Protein inclusion is a prominent feature of neurodegenerative diseases including frontotemporal lobar degeneration ( FTLD ) that is characterized by the presence of ubiquitinated TDP ‐43 inclusion. Presence of protein inclusions indicates an interruption to protein degradation machinery or the overload of misfolded proteins. In response to the increase in misfolded proteins, cells usually initiate a mechanism called unfolded protein response ( UPR ) to reduce misfolded proteins in the lumen of endoplasmic reticules. Here, we examined the effects of mutant TDP ‐43 on the UPR in transgenic rats that express mutant human TDP ‐43 restrictedly in the neurons of the forebrain. Over‐expression of mutant TDP ‐43 in rats caused prominent aggregation of ubiquitin and remarkable fragmentation of Golgi complexes prior to neuronal loss.
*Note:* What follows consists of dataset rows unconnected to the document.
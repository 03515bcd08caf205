//! Reserve summaries over simulated replicates

use serde::{Deserialize, Serialize};
use std::collections::{BTreeMap, BTreeSet};

use crate::data::Dataset;
use crate::error::{Error, Result};

/// Quantile levels reported by default
pub const DEFAULT_QUANTILES: [f64; 4] = [0.5, 0.75, 0.95, 0.995];

/// Distribution of a projected total across replicates
#[derive(Debug, Clone, Serialize, Deserialize)]
pub struct ReserveSummary {
    /// Column that was totalled
    pub column: String,

    /// Total per replicate, keyed by replicate id
    pub totals: BTreeMap<u32, f64>,

    pub mean: f64,

    /// Sample standard deviation (zero with a single replicate)
    pub std_dev: f64,

    /// (level, value) pairs
    pub quantiles: Vec<(f64, f64)>,
}

impl ReserveSummary {
    /// Total `column` over the rows each replicate projected
    ///
    /// A row counts as projected when its (id, cycle) pair does not appear in
    /// `initial`. Replicates without projected rows total zero.
    pub fn from_simulation(simulated: &Dataset, initial: &Dataset, column: &str) -> Result<Self> {
        simulated.require_column(column)?;
        let replicates = simulated.replicate_ids();
        if replicates.is_empty() {
            return Err(Error::schema("simulated data carries no replicate ids"));
        }

        let observed: BTreeSet<(&str, u32)> = initial.rows().iter().map(|r| (r.id.as_str(), r.cycle)).collect();
        let mut totals: BTreeMap<u32, f64> = replicates.into_iter().map(|r| (r, 0.0)).collect();
        for row in simulated.rows() {
            if observed.contains(&(row.id.as_str(), row.cycle)) {
                continue;
            }
            if let (Some(replicate), Some(x)) = (row.replicate, row.numeric(column)) {
                *totals.entry(replicate).or_insert(0.0) += x;
            }
        }

        let values: Vec<f64> = totals.values().copied().collect();
        let n = values.len() as f64;
        let mean = values.iter().sum::<f64>() / n;
        let std_dev = if values.len() > 1 {
            (values.iter().map(|x| (x - mean).powi(2)).sum::<f64>() / (n - 1.0)).sqrt()
        } else {
            0.0
        };

        let mut sorted = values;
        sorted.sort_by(|a, b| a.total_cmp(b));
        let quantiles = DEFAULT_QUANTILES.iter().map(|&q| (q, quantile_sorted(&sorted, q))).collect();

        Ok(Self {
            column: column.to_string(),
            totals,
            mean,
            std_dev,
            quantiles,
        })
    }

    /// Empirical quantile of the replicate totals (linear interpolation)
    pub fn quantile(&self, q: f64) -> f64 {
        let mut sorted: Vec<f64> = self.totals.values().copied().collect();
        sorted.sort_by(|a, b| a.total_cmp(b));
        quantile_sorted(&sorted, q)
    }

    pub fn replicates(&self) -> usize {
        self.totals.len()
    }
}

fn quantile_sorted(sorted: &[f64], q: f64) -> f64 {
    if sorted.is_empty() {
        return 0.0;
    }
    let h = (sorted.len() - 1) as f64 * q.clamp(0.0, 1.0);
    let lo = h.floor() as usize;
    let hi = h.ceil() as usize;
    sorted[lo] + (h - lo as f64) * (sorted[hi] - sorted[lo])
}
While ubiquitin aggregates and Golgi fragments were accumulating, neurons expressing mutant TDP ‐43 failed to up‐regulate chaperones residing in the endoplasmic reticules and failed to initiate the UPR . Prior to ubiquitin aggregation and Golgi fragmentation, neurons were depleted of X‐box‐binding protein 1 ( XBP 1), a key player of UPR machinery. Although it remains to determine how mutation of TDP ‐43 leads to the failure of the UPR , our data demonstrate that failure of the UPR is implicated in TDP ‐43 pathogenesis.